> _Exercise aim_: Print, exactly as written, every line from the first line of the records below through the line containing "use super::scheduler::Scheduler;", and nothing further.

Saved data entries
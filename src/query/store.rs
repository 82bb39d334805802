//! Query parameter store.
//!
//! Owns the params mapping of one table and keeps it in step with the URL:
//! hydrates from the current query string, serializes back on update, and
//! batches mutations so a tick of synchronous edits produces one navigation.

use super::codec::{self, QueryMap};
use super::dispatcher::{Dispatcher, SubscriptionId};
use super::options::QueryOptions;
use super::scheduler::Scheduler;
use crate::model::ParamValue;
use crate::navigation::{NavigationContext, VisitOptions};
use std::cell::RefCell;
use std::fmt;
use std::rc::{Rc, Weak};
use tracing::{debug, trace};

// ===== QueryContext =====

/// Collaborators a store is threaded through.
#[derive(Clone)]
pub struct QueryContext {
    /// Location access and router.
    pub navigator: Rc<dyn NavigationContext>,
    /// Next-tick scheduling.
    pub scheduler: Rc<dyn Scheduler>,
}

impl QueryContext {
    /// Bundle a navigator and a scheduler.
    pub fn new(navigator: Rc<dyn NavigationContext>, scheduler: Rc<dyn Scheduler>) -> Self {
        Self {
            navigator,
            scheduler,
        }
    }
}

impl fmt::Debug for QueryContext {
    fn fmt(&self, f: &mut fmt::Formatter<'_>) -> fmt::Result {
        f.debug_struct("QueryContext").finish_non_exhaustive()
    }
}

// ===== StoreState =====

#[derive(Debug, Default)]
struct StoreState {
    params: QueryMap,
    dispatcher: Dispatcher,
    flush_scheduled: bool,
}

/// Notify listeners of the settled params. Runs on the scheduler.
fn flush(state: &RefCell<StoreState>) {
    let (listeners, params) = {
        let mut state = state.borrow_mut();
        state.flush_scheduled = false;
        if !state.dispatcher.is_armed() {
            return;
        }
        (state.dispatcher.listeners(), state.params.clone())
    };

    trace!(listeners = listeners.len(), "flushing query params");
    for listener in listeners {
        listener(&params);
    }
}

// ===== QueryParamStore =====

/// Shared handle to a table's query params.
///
/// Cloning yields another handle to the same store. The store lives as long
/// as any strong handle; [`WeakQueryParamStore`] handles do not keep it alive.
#[derive(Clone)]
pub struct QueryParamStore {
    state: Rc<RefCell<StoreState>>,
    context: QueryContext,
    options: Rc<QueryOptions>,
}

impl QueryParamStore {
    /// Create an empty store.
    ///
    /// Nothing is read from the URL until [`QueryParamStore::mount`]. With
    /// `watch` enabled, the store subscribes its own [`QueryParamStore::update`]
    /// so every settled batch of mutations navigates.
    pub fn new(context: QueryContext, options: QueryOptions) -> Self {
        let store = Self {
            state: Rc::new(RefCell::new(StoreState::default())),
            context,
            options: Rc::new(options),
        };

        if store.options.watch {
            let weak = store.downgrade();
            store.subscribe(move |_| {
                if let Some(store) = weak.upgrade() {
                    store.update();
                }
            });
        }

        store
    }

    /// Options the store was built with.
    pub fn options(&self) -> &QueryOptions {
        &self.options
    }

    /// Collaborators the store uses.
    pub fn context(&self) -> &QueryContext {
        &self.context
    }

    /// Non-owning handle.
    pub fn downgrade(&self) -> WeakQueryParamStore {
        WeakQueryParamStore {
            state: Rc::downgrade(&self.state),
            context: self.context.clone(),
            options: Rc::clone(&self.options),
        }
    }

    // ----- Reads -----

    /// Snapshot of all params, tombstones included.
    pub fn params(&self) -> QueryMap {
        self.state.borrow().params.clone()
    }

    /// Current value of `key`.
    pub fn value(&self, key: &str) -> Option<ParamValue> {
        self.state.borrow().params.get(key).cloned()
    }

    /// Whether `key` is known, tombstoned or not.
    pub fn contains(&self, key: &str) -> bool {
        self.state.borrow().params.contains_key(key)
    }

    /// Parse the current URL's query string.
    ///
    /// Independent of the in-memory params; used for hydration.
    pub fn get(&self) -> QueryMap {
        codec::parse(&self.context.navigator.current_search())
    }

    /// Mapping that [`QueryParamStore::update`] serializes.
    ///
    /// Keys with a registered transform are transformed, whatever their value.
    /// Other keys are omitted when empty.
    pub fn url_params(&self) -> QueryMap {
        let state = self.state.borrow();
        state
            .params
            .iter()
            .filter_map(|(key, value)| match self.options.transforms.get(key) {
                Some(transform) => Some((key.clone(), transform(value))),
                None if value.is_empty() => None,
                None => Some((key.clone(), value.clone())),
            })
            .collect()
    }

    // ----- Mutations -----

    /// Write `value` under `key`.
    pub fn set(&self, key: impl Into<String>, value: impl Into<ParamValue>) {
        let key = key.into();
        let value = value.into();
        trace!(key = %key, value = %value, "set query param");
        self.state.borrow_mut().params.insert(key, value);
        self.touch();
    }

    /// Append `value` to the list under `key`.
    ///
    /// A key that does not hold a list is replaced by a one-element list.
    pub fn add(&self, key: impl Into<String>, value: impl Into<String>) {
        let key = key.into();
        let value = value.into();
        trace!(key = %key, value = %value, "add query param");
        {
            let mut state = self.state.borrow_mut();
            let params = &mut state.params;
            if let Some(ParamValue::List(items)) = params.get_mut(&key) {
                items.push(value);
            } else {
                params.insert(key, ParamValue::List(vec![value]));
            }
        }
        self.touch();
    }

    /// Tombstone `key`.
    pub fn clear(&self, key: impl Into<String>) {
        let key = key.into();
        trace!(key = %key, "clear query param");
        self.state.borrow_mut().params.insert(key, ParamValue::Null);
        self.touch();
    }

    /// Apply several writes as one mutation.
    pub fn extend<I, K, V>(&self, entries: I)
    where
        I: IntoIterator<Item = (K, V)>,
        K: Into<String>,
        V: Into<ParamValue>,
    {
        self.state.borrow_mut().params.extend(
            entries
                .into_iter()
                .map(|(key, value)| (key.into(), value.into())),
        );
        self.touch();
    }

    /// Replace params with the current URL's query, dropping unsynced edits.
    pub fn reset(&self) {
        let params = self.get();
        debug!(keys = params.len(), "resetting query params from url");
        self.state.borrow_mut().params = params;
        self.touch();
    }

    // ----- Propagation -----

    /// Navigate to the base URL carrying the current params.
    ///
    /// The page key is always stripped: changing refinements restarts
    /// pagination. Returns the URL that was visited.
    pub fn update(&self) -> String {
        let base = self
            .options
            .url
            .clone()
            .unwrap_or_else(|| self.context.navigator.current_url());
        let url = codec::stringify_url(&base, &self.url_params(), &[self.options.page_key.as_str()]);

        debug!(url = %url, "navigating with refined query");
        let options = VisitOptions {
            preserve_scroll: self.options.preserve_scroll,
            preserve_state: self.options.preserve_state,
            only: self.options.only.clone(),
            ..VisitOptions::default()
        };
        self.context.navigator.visit(&url, options);
        url
    }

    /// Stop mutations from notifying subscribers.
    pub fn pause(&self) {
        trace!("pausing query observation");
        self.state.borrow_mut().dispatcher.disarm();
    }

    /// Resume notifications. Mutations made while paused are not replayed.
    pub fn resume(&self) {
        trace!("resuming query observation");
        self.state.borrow_mut().dispatcher.arm();
    }

    /// Whether mutations currently notify.
    pub fn is_paused(&self) -> bool {
        !self.state.borrow().dispatcher.is_armed()
    }

    /// Register a listener called once per settled batch of mutations.
    ///
    /// Listeners fire whether or not the store watches; `watch` only decides
    /// whether the store's own [`QueryParamStore::update`] is one of them.
    /// Nothing fires while paused, including between [`QueryParamStore::mount`]
    /// and the next tick.
    pub fn subscribe(&self, listener: impl Fn(&QueryMap) + 'static) -> SubscriptionId {
        self.state
            .borrow_mut()
            .dispatcher
            .subscribe(Rc::new(listener))
    }

    /// Remove a listener. Returns `false` if it was already gone.
    pub fn unsubscribe(&self, id: SubscriptionId) -> bool {
        self.state.borrow_mut().dispatcher.unsubscribe(id)
    }

    /// Hydrate from the URL without navigating.
    ///
    /// Observation is paused, params are merged with the URL's query and then
    /// the static defaults, and observation resumes on the next tick.
    /// Hydration itself never notifies or navigates.
    pub fn mount(&self) {
        self.pause();
        let mut hydrated = self.get();
        hydrated.extend(
            self.options
                .defaults
                .iter()
                .map(|(key, value)| (key.clone(), value.clone())),
        );
        debug!(keys = hydrated.len(), "hydrated query params");
        self.state.borrow_mut().params.extend(hydrated);
        self.resume_next_tick();
    }

    /// Re-arm observation on the next tick.
    pub(crate) fn resume_next_tick(&self) {
        let state = Rc::downgrade(&self.state);
        self.context.scheduler.schedule(Box::new(move || {
            if let Some(state) = state.upgrade() {
                trace!("resuming query observation after mount");
                state.borrow_mut().dispatcher.arm();
            }
        }));
    }

    /// Schedule one flush for the current batch if armed.
    fn touch(&self) {
        let schedule = {
            let mut state = self.state.borrow_mut();
            if state.dispatcher.is_armed() && !state.flush_scheduled {
                state.flush_scheduled = true;
                true
            } else {
                false
            }
        };

        if schedule {
            let state: Weak<RefCell<StoreState>> = Rc::downgrade(&self.state);
            self.context.scheduler.schedule(Box::new(move || {
                if let Some(state) = state.upgrade() {
                    flush(&state);
                }
            }));
        }
    }
}

impl fmt::Debug for QueryParamStore {
    fn fmt(&self, f: &mut fmt::Formatter<'_>) -> fmt::Result {
        let state = self.state.borrow();
        f.debug_struct("QueryParamStore")
            .field("params", &state.params)
            .field("dispatcher", &state.dispatcher)
            .field("options", &self.options)
            .finish()
    }
}

// ===== WeakQueryParamStore =====

/// Non-owning handle held by actionable projections.
#[derive(Clone)]
pub struct WeakQueryParamStore {
    state: Weak<RefCell<StoreState>>,
    context: QueryContext,
    options: Rc<QueryOptions>,
}

impl WeakQueryParamStore {
    /// Strong handle, if the store is still alive.
    pub fn upgrade(&self) -> Option<QueryParamStore> {
        self.state.upgrade().map(|state| QueryParamStore {
            state,
            context: self.context.clone(),
            options: Rc::clone(&self.options),
        })
    }
}

impl fmt::Debug for WeakQueryParamStore {
    fn fmt(&self, f: &mut fmt::Formatter<'_>) -> fmt::Result {
        f.debug_struct("WeakQueryParamStore")
            .field("alive", &(self.state.strong_count() > 0))
            .finish()
    }
}

#[cfg(test)]
#[path = "store_tests.rs"]
mod tests;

> _Response area_:
filename src/query/store.rs
repository 82bb39d334805802
//! Query parameter store.
//!
//! Owns the params mapping of one table and keeps it in step with the URL:
//! hydrates from the current query string, serializes back on update, and
//! batches mutations so a tick of synchronous edits produces one navigation.

use super::codec::{self, QueryMap};
use super::dispatcher::{Dispatcher, SubscriptionId};
use super::options::QueryOptions;
use super::scheduler::Scheduler;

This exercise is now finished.